_TASK:_ Please report each line in the material below that includes "impl".

[[ DATA FOR THIS TASK open ]]

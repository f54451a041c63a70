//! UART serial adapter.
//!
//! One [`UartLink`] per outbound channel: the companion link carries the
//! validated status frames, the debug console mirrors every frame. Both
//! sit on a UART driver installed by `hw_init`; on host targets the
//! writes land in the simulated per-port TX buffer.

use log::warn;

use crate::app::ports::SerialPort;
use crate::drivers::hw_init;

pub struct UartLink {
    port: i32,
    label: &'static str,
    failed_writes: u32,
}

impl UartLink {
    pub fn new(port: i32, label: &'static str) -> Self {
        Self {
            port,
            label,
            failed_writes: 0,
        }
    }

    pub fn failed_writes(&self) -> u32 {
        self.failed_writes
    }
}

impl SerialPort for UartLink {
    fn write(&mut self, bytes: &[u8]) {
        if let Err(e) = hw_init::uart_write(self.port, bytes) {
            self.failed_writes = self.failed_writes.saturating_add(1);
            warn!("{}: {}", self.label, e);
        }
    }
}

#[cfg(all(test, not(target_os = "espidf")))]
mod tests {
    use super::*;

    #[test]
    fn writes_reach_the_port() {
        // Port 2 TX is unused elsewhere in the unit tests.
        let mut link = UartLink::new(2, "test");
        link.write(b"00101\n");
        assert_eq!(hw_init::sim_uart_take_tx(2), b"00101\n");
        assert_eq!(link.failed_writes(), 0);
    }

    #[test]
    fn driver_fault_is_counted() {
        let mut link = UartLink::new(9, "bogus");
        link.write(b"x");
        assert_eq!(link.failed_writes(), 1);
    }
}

[[ DATA FOR THIS TASK closed ]]
[[ DATA FOR THIS TASK open ]]

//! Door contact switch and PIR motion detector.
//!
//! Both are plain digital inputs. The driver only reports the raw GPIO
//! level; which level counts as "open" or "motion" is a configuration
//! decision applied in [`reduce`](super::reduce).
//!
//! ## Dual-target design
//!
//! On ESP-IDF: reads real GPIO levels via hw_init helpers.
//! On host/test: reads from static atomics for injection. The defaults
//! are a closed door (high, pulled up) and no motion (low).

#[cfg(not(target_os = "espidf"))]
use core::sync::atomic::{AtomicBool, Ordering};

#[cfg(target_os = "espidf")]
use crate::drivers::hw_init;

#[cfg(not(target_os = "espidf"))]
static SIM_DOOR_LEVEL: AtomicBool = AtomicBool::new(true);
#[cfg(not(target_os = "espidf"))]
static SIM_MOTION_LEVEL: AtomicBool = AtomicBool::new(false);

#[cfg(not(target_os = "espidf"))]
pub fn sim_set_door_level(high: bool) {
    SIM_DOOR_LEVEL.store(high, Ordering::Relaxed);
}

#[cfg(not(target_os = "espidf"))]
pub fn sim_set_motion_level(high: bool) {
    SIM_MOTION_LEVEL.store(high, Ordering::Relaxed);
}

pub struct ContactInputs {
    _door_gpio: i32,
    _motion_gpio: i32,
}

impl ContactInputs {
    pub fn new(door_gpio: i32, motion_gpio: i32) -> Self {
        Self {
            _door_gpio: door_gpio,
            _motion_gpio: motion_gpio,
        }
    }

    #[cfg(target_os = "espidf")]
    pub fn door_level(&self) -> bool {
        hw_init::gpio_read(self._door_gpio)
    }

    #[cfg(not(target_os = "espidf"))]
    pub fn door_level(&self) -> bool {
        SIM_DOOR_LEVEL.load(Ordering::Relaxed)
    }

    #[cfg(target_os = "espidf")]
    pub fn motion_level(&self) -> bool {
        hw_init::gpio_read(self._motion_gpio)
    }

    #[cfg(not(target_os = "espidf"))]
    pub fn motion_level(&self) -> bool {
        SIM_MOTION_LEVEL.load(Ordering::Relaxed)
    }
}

[[ DATA FOR THIS TASK closed ]]

_SOLVED EXERCISE:_
impl UartLink {
impl SerialPort for UartLink {
impl ContactInputs {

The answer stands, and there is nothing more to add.